This was my finest hour

13 Sep, 2013 at 15:53 | Posted in Economics | 1 Comment

Ten years ago, in September 2003, the Swedish political elite asked its citizens if they wanted to join the eurozone. Of the more than 80 % of registered voters participating in the referendum close to 57 % said NO.

I’m proud I participated in the fight against the euro and the political-economic establishment in Sweden.

New figures from Eurostat shows that the unemployment rate in the eurozone is still in double digits. This is of course totally and utterly unacceptable. Unemployment is not only an immense economic waste. It is also a cause of poverty. In a civilised society, everyone should have the right to work. The kind of austerity policies that the euro now forces many countries to pursue, counteracts the goal of a full-employment society.

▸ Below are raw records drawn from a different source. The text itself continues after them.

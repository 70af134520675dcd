use std::sync::Arc;

use axum::{
    extract::{Path, Query, State},
    Json,
};
use chrono::Local;
use serde::Deserialize;
use serde_json::{json, Value};
use tracing::debug;

use shared_models::error::AppError;
use shared_models::Specialty;
use shared_utils::dates::parse_date;

use crate::models::{DoctorSearchFilters, SortOrder};
use crate::services::{doctor_detail, DoctorDirectory};

#[derive(Debug, Default, Deserialize)]
pub struct DoctorSearchQuery {
    pub name: Option<String>,
    pub specialty: Option<String>,
    pub accepting_only: Option<bool>,
    pub date: Option<String>,
    pub sort: Option<String>,
}

impl DoctorSearchQuery {
    pub fn into_filters(self) -> Result<DoctorSearchFilters, AppError> {
        let specialty = match self.specialty.as_deref().map(str::trim) {
            None | Some("") => None,
            Some(s) if s.eq_ignore_ascii_case("all") => None,
            Some(s) => Some(
                s.parse::<Specialty>()
                    .map_err(|e| AppError::BadRequest(e.to_string()))?,
            ),
        };

        let available_on = match self.date.as_deref().map(str::trim) {
            None | Some("") => None,
            Some(raw) => Some(
                parse_date(raw)
                    .ok_or_else(|| AppError::BadRequest(format!("Invalid date {:?}, expected yyyy-MM-dd", raw)))?,
            ),
        };

        let sort = match self.sort.as_deref().map(str::trim) {
            None | Some("") => None,
            Some(raw) => Some(raw.parse::<SortOrder>().map_err(AppError::BadRequest)?),
        };

        Ok(DoctorSearchFilters {
            name: self.name,
            specialty,
            accepting_only: self.accepting_only.unwrap_or(false),
            available_on,
            sort,
        })
    }
}

#[axum::debug_handler]
pub async fn search_doctors(
    State(directory): State<Arc<DoctorDirectory>>,
    Query(query): Query<DoctorSearchQuery>,
) -> Result<Json<Value>, AppError> {
    debug!("Searching doctors with {:?}", query);
    let filters = query.into_filters()?;

    let doctors = directory.search(&filters);

    Ok(Json(json!({
        "doctors": doctors,
        "total": doctors.len()
    })))
}

#[axum::debug_handler]
pub async fn list_specialties(
    State(directory): State<Arc<DoctorDirectory>>,
) -> Result<Json<Value>, AppError> {
    Ok(Json(json!({
        "specialties": directory.specialties()
    })))
}

#[axum::debug_handler]
pub async fn get_doctor(
    State(directory): State<Arc<DoctorDirectory>>,
    Path(doctor_id): Path<String>,
) -> Result<Json<Value>, AppError> {
    let doctor = directory
        .get(&doctor_id)
        .ok_or_else(|| AppError::NotFound(format!("Doctor {} not found", doctor_id)))?;

    let today = Local::now().date_naive();
    Ok(Json(json!(doctor_detail(doctor, today))))
}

The celebrated optimism of traditional economic theory, which has led to economists being looked upon as Candides, who, having left this world for the cultivation of their gardens, teach that all is for the best in the best of all possible worlds provided we will let it well alone, is also to be traced, I think, to their having neglected to take account of the drag on prosperity which can be exercised by an insufficiency of effective demand.

John Maynard Keynes

Looking around in euro-land today one has to ask oneself: How much whipping can democracy take? How many more are going to get seriously hurt and ruined before we end this madness and put the euro where it belongs – in the dustbin of history!

1 Comment

  1. I agree: the Euro is probably finished. But it does have its merits, e.g. disposing of the costs involved in converting one currency to another when buying or selling in another country.

    There is a way of preventing competitiveness divergence (the root cause of the periphery’s austerity), and that is to organise some form of quick and imposed internal devaluation, rather than impose austerity for years in the hopes that devaluation ensues.

    That would require the Euro authorities to impose a wage freeze or even a wage cut in countries with balance of payments deficits.

    Persuading Europe’s citizens that that policy is in their own best interests would take some doing. It would be difficult. But it’s that or the end of the Euro, as far as I can see.